++++ Dataset excerpts

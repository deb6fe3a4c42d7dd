//! The persistent node graph and the instruction reconciler that mutates it
//! (spec §3, §4.1).
//!
//! Nodes live in one table for their whole lifetime, including the window
//! between `DELETE_NODE` and physical destruction: `DELETE_NODE` only flips
//! `alive` to `false` and drops the node out of root/child bookkeeping
//! (phase one). A node is only actually removed from the table once its
//! [`RefCountedPool`]-style use handle's strong count has fallen back to one
//! — meaning no outstanding render sequence still points at it (phase two,
//! driven by [`Reconciler::prune_garbage`]). This mirrors `knaster_core`'s
//! `Arc<AtomicBool>` live-flag two-phase teardown, adapted to plain
//! refcounting since nothing here needs an atomic (pruning only ever runs on
//! the control thread).

use std::collections::HashMap;
use std::sync::Arc;

use elementary_core::{ErrorCode, GraphNode, NodeId, NodeRegistry, PropertyContext, SharedResourceMap};
use elementary_primitives::Name;

use crate::instruction::Instruction;

pub(crate) struct NodeEntry {
    pub(crate) node: Box<dyn GraphNode>,
    pub(crate) kind: Name,
    pub(crate) children: Vec<NodeId>,
    pub(crate) alive: bool,
    /// Cloned into every compiled [`crate::compiler::RenderSequence`] that
    /// references this node; see the module doc for the two-phase teardown
    /// this enables.
    pub(crate) use_handle: Arc<()>,
}

/// Owns the node/edge/garbage tables and applies instruction batches to them
/// (spec §4.1). Recompilation and render-sequence handoff are the caller's
/// job (`Runtime`); the reconciler only ever touches the persistent graph.
pub struct Reconciler {
    pub(crate) nodes: HashMap<NodeId, NodeEntry>,
    /// The most recently activated root set, in the order the client gave it
    /// (spec §4.2: "order active-before-fading").
    pub(crate) active_roots: Vec<NodeId>,
    registry: NodeRegistry,
}

impl Reconciler {
    pub fn new() -> Self {
        Self {
            nodes: HashMap::new(),
            active_roots: Vec::new(),
            registry: NodeRegistry::new(),
        }
    }

    pub fn register_node_type(
        &mut self,
        kind: &str,
        factory: elementary_core::NodeFactory,
    ) -> Result<(), ErrorCode> {
        self.registry.register(kind, factory)
    }

    /// Apply one decoded instruction. `COMMIT_UPDATES` is intentionally not
    /// handled here — the caller (`Runtime`) intercepts it to trigger
    /// recompilation, since the reconciler has no notion of render sequences.
    pub fn apply(&mut self, instruction: &Instruction, property_ctx: &PropertyContext) -> Result<(), ErrorCode> {
        match instruction {
            Instruction::CreateNode { id, kind } => self.create_node(*id, kind),
            Instruction::DeleteNode { id } => self.delete_node(*id),
            Instruction::AppendChild { parent, child } => self.append_child(*parent, *child),
            Instruction::SetProperty { id, key, value } => self.set_property(*id, key, value, property_ctx),
            Instruction::ActivateRoots { ids } => self.activate_roots(ids),
            Instruction::CommitUpdates => Ok(()),
        }
    }

    fn create_node(&mut self, id: NodeId, kind: &Name) -> Result<(), ErrorCode> {
        if self.nodes.get(&id).is_some_and(|e| e.alive) {
            return Err(ErrorCode::NodeAlreadyExists);
        }
        let node = self.registry.create(kind)?;
        self.nodes.insert(
            id,
            NodeEntry {
                node,
                kind: kind.clone(),
                children: Vec::new(),
                alive: true,
                use_handle: Arc::new(()),
            },
        );
        Ok(())
    }

    fn delete_node(&mut self, id: NodeId) -> Result<(), ErrorCode> {
        let entry = self.nodes.get_mut(&id).filter(|e| e.alive).ok_or(ErrorCode::NodeNotFound)?;
        entry.alive = false;
        self.active_roots.retain(|&r| r != id);
        Ok(())
    }

    fn append_child(&mut self, parent: NodeId, child: NodeId) -> Result<(), ErrorCode> {
        if !self.nodes.get(&child).is_some_and(|e| e.alive) {
            return Err(ErrorCode::NodeNotFound);
        }
        let parent_entry = self.nodes.get_mut(&parent).filter(|e| e.alive).ok_or(ErrorCode::NodeNotFound)?;
        parent_entry.children.push(child);
        Ok(())
    }

    fn set_property(
        &mut self,
        id: NodeId,
        key: &str,
        value: &elementary_primitives::Value,
        property_ctx: &PropertyContext,
    ) -> Result<(), ErrorCode> {
        let entry = self.nodes.get_mut(&id).filter(|e| e.alive).ok_or(ErrorCode::NodeNotFound)?;
        entry.node.set_property(property_ctx, key, value)
    }

    fn activate_roots(&mut self, ids: &[NodeId]) -> Result<(), ErrorCode> {
        for &id in ids {
            let entry = self.nodes.get(&id).filter(|e| e.alive).ok_or(ErrorCode::NodeNotFound)?;
            if entry.kind.as_str() != "root" {
                return Err(ErrorCode::InvariantViolation);
            }
        }
        let previously_active: Vec<NodeId> = self.active_roots.drain(..).collect();
        for id in &previously_active {
            if !ids.contains(id) {
                if let Some(entry) = self.nodes.get_mut(id) {
                    let _ = entry.node.set_property(
                        &PropertyContext { sample_rate: 0, block_size: 0, resources: &SharedResourceMap::new() },
                        "active",
                        &elementary_primitives::Value::Bool(false),
                    );
                }
            }
        }
        for &id in ids {
            if !previously_active.contains(&id) {
                if let Some(entry) = self.nodes.get_mut(&id) {
                    let _ = entry.node.set_property(
                        &PropertyContext { sample_rate: 0, block_size: 0, resources: &SharedResourceMap::new() },
                        "active",
                        &elementary_primitives::Value::Bool(true),
                    );
                }
            }
        }
        self.active_roots = ids.to_vec();
        Ok(())
    }

    /// Remove garbage-table entries whose only remaining reference is the
    /// table itself — i.e. no compiled render sequence still points at them
    /// (spec §4.1: "After each batch, the reconciler prunes the garbage
    /// table, destroying any node whose use-count has returned to one").
    pub fn prune_garbage(&mut self) {
        self.nodes.retain(|_, entry| entry.alive || Arc::strong_count(&entry.use_handle) > 1);
    }

    /// The kind of a live or still-fading node, if it exists at all.
    pub(crate) fn kind_of(&self, id: NodeId) -> Option<Name> {
        self.nodes.get(&id).map(|e| e.kind.clone())
    }

    /// Mutable access to one node for block execution. `Runtime::process`
    /// is the only caller; nodes that were physically removed by
    /// `prune_garbage` (or never existed) are silently skipped.
    pub(crate) fn node_mut(&mut self, id: NodeId) -> Option<&mut Box<dyn GraphNode>> {
        self.nodes.get_mut(&id).map(|e| &mut e.node)
    }

    /// Every node keyed by id, mutable — used for event readout and reset,
    /// which must visit every node regardless of liveness or reachability.
    pub(crate) fn nodes_mut(&mut self) -> impl Iterator<Item = (&NodeId, &mut NodeEntry)> {
        self.nodes.iter_mut()
    }

    /// Every registered node kind, in registration order (built-ins first,
    /// then any custom kinds added via `register_node_type`) — backs
    /// `snapshot()`'s `registeredKinds` listing.
    pub(crate) fn registered_kinds(&self) -> impl Iterator<Item = &Name> {
        self.registry.kinds()
    }

    /// `(alive count, garbage-pending count)` for [`crate::Diagnostics`].
    pub(crate) fn liveness_counts(&self) -> (usize, usize) {
        let alive = self.nodes.values().filter(|e| e.alive).count();
        (alive, self.nodes.len() - alive)
    }

    /// All root node ids, alive or still fading, in creation order — the
    /// candidate set the compiler filters down to active + still-fading.
    pub(crate) fn root_candidates(&self) -> Vec<NodeId> {
        let mut ids: Vec<NodeId> = self
            .nodes
            .iter()
            .filter(|(_, e)| e.kind.as_str() == "root")
            .map(|(id, _)| *id)
            .collect();
        ids.sort_unstable();
        ids
    }
}

#[cfg(test)]
mod tests {
    use super::*;
    use elementary_primitives::Value;

    fn pctx() -> (SharedResourceMap,) {
        (SharedResourceMap::new(),)
    }

    #[test]
    fn create_then_duplicate_create_is_rejected() {
        let mut r = Reconciler::new();
        let (resources,) = pctx();
        let ctx = PropertyContext { sample_rate: 48_000, block_size: 64, resources: &resources };
        r.apply(&Instruction::CreateNode { id: 1, kind: Name::from("const") }, &ctx).unwrap();
        let err = r.apply(&Instruction::CreateNode { id: 1, kind: Name::from("const") }, &ctx);
        assert_eq!(err.unwrap_err(), ErrorCode::NodeAlreadyExists);
    }

    #[test]
    fn unknown_kind_create_is_rejected() {
        let mut r = Reconciler::new();
        let (resources,) = pctx();
        let ctx = PropertyContext { sample_rate: 48_000, block_size: 64, resources: &resources };
        let err = r.apply(&Instruction::CreateNode { id: 1, kind: Name::from("nope") }, &ctx);
        assert_eq!(err.unwrap_err(), ErrorCode::UnknownKind);
    }

    #[test]
    fn delete_is_two_phase_until_use_count_drops() {
        let mut r = Reconciler::new();
        let (resources,) = pctx();
        let ctx = PropertyContext { sample_rate: 48_000, block_size: 64, resources: &resources };
        r.apply(&Instruction::CreateNode { id: 1, kind: Name::from("const") }, &ctx).unwrap();
        let handle_clone = r.nodes.get(&1).unwrap().use_handle.clone();
        r.apply(&Instruction::DeleteNode { id: 1 }, &ctx).unwrap();
        r.prune_garbage();
        assert!(r.nodes.contains_key(&1), "still referenced, must not be destroyed yet");
        drop(handle_clone);
        r.prune_garbage();
        assert!(!r.nodes.contains_key(&1));
    }

    #[test]
    fn append_child_requires_both_nodes_alive() {
        let mut r = Reconciler::new();
        let (resources,) = pctx();
        let ctx = PropertyContext { sample_rate: 48_000, block_size: 64, resources: &resources };
        r.apply(&Instruction::CreateNode { id: 1, kind: Name::from("const") }, &ctx).unwrap();
        let err = r.apply(&Instruction::AppendChild { parent: 1, child: 2 }, &ctx);
        assert_eq!(err.unwrap_err(), ErrorCode::NodeNotFound);
    }

    #[test]
    fn activate_roots_rejects_non_root_kinds() {
        let mut r = Reconciler::new();
        let (resources,) = pctx();
        let ctx = PropertyContext { sample_rate: 48_000, block_size: 64, resources: &resources };
        r.apply(&Instruction::CreateNode { id: 1, kind: Name::from("const") }, &ctx).unwrap();
        let err = r.apply(&Instruction::ActivateRoots { ids: vec![1] }, &ctx);
        assert_eq!(err.unwrap_err(), ErrorCode::InvariantViolation);
    }

    #[test]
    fn set_property_rejects_unknown_node() {
        let mut r = Reconciler::new();
        let (resources,) = pctx();
        let ctx = PropertyContext { sample_rate: 48_000, block_size: 64, resources: &resources };
        let err = r.apply(&Instruction::SetProperty { id: 1, key: Name::from("value"), value: Value::Number(1.0) }, &ctx);
        assert_eq!(err.unwrap_err(), ErrorCode::NodeNotFound);
    }
}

++++++++

Directions for this task: Emit an exact copy of the lines spanning the start of the records to the line containing "meaning no outstanding", inclusive, and no other output.

Answer box:
repository deb6fe3a4c42d7dd
//! The persistent node graph and the instruction reconciler that mutates it
//! (spec §3, §4.1).
//!
//! Nodes live in one table for their whole lifetime, including the window
//! between `DELETE_NODE` and physical destruction: `DELETE_NODE` only flips
//! `alive` to `false` and drops the node out of root/child bookkeeping
//! (phase one). A node is only actually removed from the table once its
//! [`RefCountedPool`]-style use handle's strong count has fallen back to one
//! — meaning no outstanding render sequence still points at it (phase two,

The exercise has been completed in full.